DATA RECORDS ::
#####

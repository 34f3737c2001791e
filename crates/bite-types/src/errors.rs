use thiserror::Error;

/// Error produced by a caller-supplied objective function.
///
/// Kept boxed so any error type can travel through the minimizer untouched
/// and be downcast again by the caller.
pub type ObjectiveError = Box<dyn std::error::Error + Send + Sync + 'static>;

/// Main error type for the minimizer
#[derive(Error, Debug)]
pub enum BiteError {
    #[error("Invalid bounds: {message}")]
    InvalidBounds { message: String },

    #[error("Invalid parameter {parameter}: {message}")]
    InvalidParameter { parameter: String, message: String },

    /// The objective failed; the caller's error is carried verbatim.
    #[error("{0}")]
    Objective(#[source] ObjectiveError),

    #[error("Dimension mismatch: expected {expected} coordinates, got {actual}")]
    DimensionMismatch { expected: usize, actual: usize },

    #[error("Optimization cancelled after {evaluations} evaluations")]
    Cancelled { evaluations: usize },

    #[error("Serialization error: {0}")]
    Serialization(#[from] serde_json::Error),
}

impl BiteError {
    /// Wrap a caller error raised inside the objective.
    pub fn objective<E>(error: E) -> Self
    where
        E: Into<ObjectiveError>,
    {
        Self::Objective(error.into())
    }

    /// The caller's original error, if this is an objective failure.
    pub fn objective_error(&self) -> Option<&(dyn std::error::Error + Send + Sync + 'static)> {
        match self {
            Self::Objective(inner) => Some(inner.as_ref()),
            _ => None,
        }
    }

    pub fn is_objective(&self) -> bool {
        matches!(self, Self::Objective(_))
    }
}

/// Result type alias for minimizer operations
pub type BiteResult<T> = Result<T, BiteError>;

/// Macro for creating parameter validation errors
#[macro_export]
macro_rules! invalid_parameter {
    ($param:expr, $($arg:tt)*) => {
        $crate::BiteError::InvalidParameter {
            parameter: $param.to_string(),
            message: format!($($arg)*),
        }
    };
}

/// Macro for creating bounds validation errors
#[macro_export]
macro_rules! invalid_bounds {
    ($($arg:tt)*) => {
        $crate::BiteError::InvalidBounds {
            message: format!($($arg)*),
        }
    };
}

#[cfg(test)]
mod tests {
    use super::*;

    #[derive(Debug)]
    struct Boom;

    impl std::fmt::Display for Boom {
        fn fmt(&self, f: &mut std::fmt::Formatter<'_>) -> std::fmt::Result {
            write!(f, "boom at call 3")
        }
    }

    impl std::error::Error for Boom {}

    #[test]
    fn test_error_display() {
        let error = BiteError::DimensionMismatch {
            expected: 3,
            actual: 2,
        };

        assert!(error.to_string().contains("Dimension mismatch"));
        assert!(error.to_string().contains('3'));
        assert!(error.to_string().contains('2'));
    }

    #[test]
    fn test_objective_error_is_verbatim() {
        let error = BiteError::objective(Boom);
        assert_eq!(error.to_string(), "boom at call 3");
        assert!(error.is_objective());

        let inner = error.objective_error().unwrap();
        assert!(inner.downcast_ref::<Boom>().is_some());
    }

    #[test]
    fn test_objective_error_from_str() {
        let error = BiteError::objective("bad input");
        assert_eq!(error.to_string(), "bad input");
    }

    #[test]
    fn test_macros() {
        let err = invalid_parameter!("depth", "must be below 36, got {}", 40);
        match err {
            BiteError::InvalidParameter { parameter, message } => {
                assert_eq!(parameter, "depth");
                assert!(message.contains("40"));
            }
            other => panic!("Expected InvalidParameter, got {other:?}"),
        }

        let err = invalid_bounds!("dimension {} is degenerate", 0);
        assert!(matches!(err, BiteError::InvalidBounds { .. }));
    }

    #[test]
    fn test_serde_error_conversion() {
        let parse = serde_json::from_str::<serde_json::Value>("{not json").unwrap_err();
        let err: BiteError = parse.into();
        assert!(matches!(err, BiteError::Serialization(_)));
    }
}
//! Result records returned by the minimizer.

use chrono::{DateTime, Utc};
use serde::{Deserialize, Serialize};
use uuid::Uuid;

/// How a single attempt terminated.
#[derive(Debug, Clone, Copy, PartialEq, Eq, Hash, Serialize, Deserialize)]
pub enum AttemptOutcome {
    /// The stall or spread criterion fired before the budget ran out.
    Converged,
    /// The per-attempt evaluation budget was used up.
    BudgetExhausted,
    /// The configured target value was reached.
    TargetReached,
}

impl std::fmt::Display for AttemptOutcome {
    fn fmt(&self, f: &mut std::fmt::Formatter<'_>) -> std::fmt::Result {
        let name = match self {
            Self::Converged => "converged",
            Self::BudgetExhausted => "budget_exhausted",
            Self::TargetReached => "target_reached",
        };
        f.write_str(name)
    }
}

/// Diagnostics for one attempt.
#[derive(Debug, Clone, PartialEq, Serialize, Deserialize)]
pub struct AttemptSummary {
    /// Attempt index (0-based), also the RNG stream it ran on.
    pub attempt: usize,
    pub best_value: f64,
    /// Objective calls actually made by this attempt.
    pub evaluations: usize,
    pub outcome: AttemptOutcome,
    pub duration_ms: u64,
}

/// Immutable result of a full multi-attempt run.
#[derive(Debug, Clone, PartialEq, Serialize, Deserialize)]
pub struct OptimizeResult {
    /// Best point found, in caller coordinates.
    pub x: Vec<f64>,
    /// Objective value at `x`.
    pub fun: f64,
    /// Nominal evaluation count: `floor(iters * sqrt(depth) * attempts)`.
    ///
    /// This is the budget, not a live tally; early exits are not subtracted.
    /// See [`OptimizeResult::evaluations`] for the actual number of calls.
    pub nfev: usize,
    /// Objective calls actually made across all attempts.
    pub evaluations: usize,
    /// Index of the attempt that produced `x`.
    pub best_attempt: usize,
    pub attempts: Vec<AttemptSummary>,
    pub run_id: Uuid,
    pub started_at: DateTime<Utc>,
    pub finished_at: DateTime<Utc>,
}

impl OptimizeResult {
    fn count_outcome(&self, outcome: AttemptOutcome) -> usize {
        self.attempts.iter().filter(|a| a.outcome == outcome).count()
    }

    pub fn converged_attempts(&self) -> usize {
        self.count_outcome(AttemptOutcome::Converged)
    }

    pub fn exhausted_attempts(&self) -> usize {
        self.count_outcome(AttemptOutcome::BudgetExhausted)
    }

    pub fn target_reached(&self) -> bool {
        self.count_outcome(AttemptOutcome::TargetReached) > 0
    }

    /// Wall-clock duration of the run.
    pub fn duration(&self) -> chrono::Duration {
        self.finished_at - self.started_at
    }
}

impl std::fmt::Display for OptimizeResult {
    fn fmt(&self, f: &mut std::fmt::Formatter<'_>) -> std::fmt::Result {
        writeln!(f, "   x: {:?}", self.x)?;
        writeln!(f, " fun: {}", self.fun)?;
        write!(f, "nfev: {}", self.nfev)
    }
}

#####

WHAT YOU WILL DO ::
Check each line in the records above for the word "input". Return those that have it.

RESPONSE TO THIS TASK ::
        let error = BiteError::objective("bad input");
        assert_eq!(error.to_string(), "bad input");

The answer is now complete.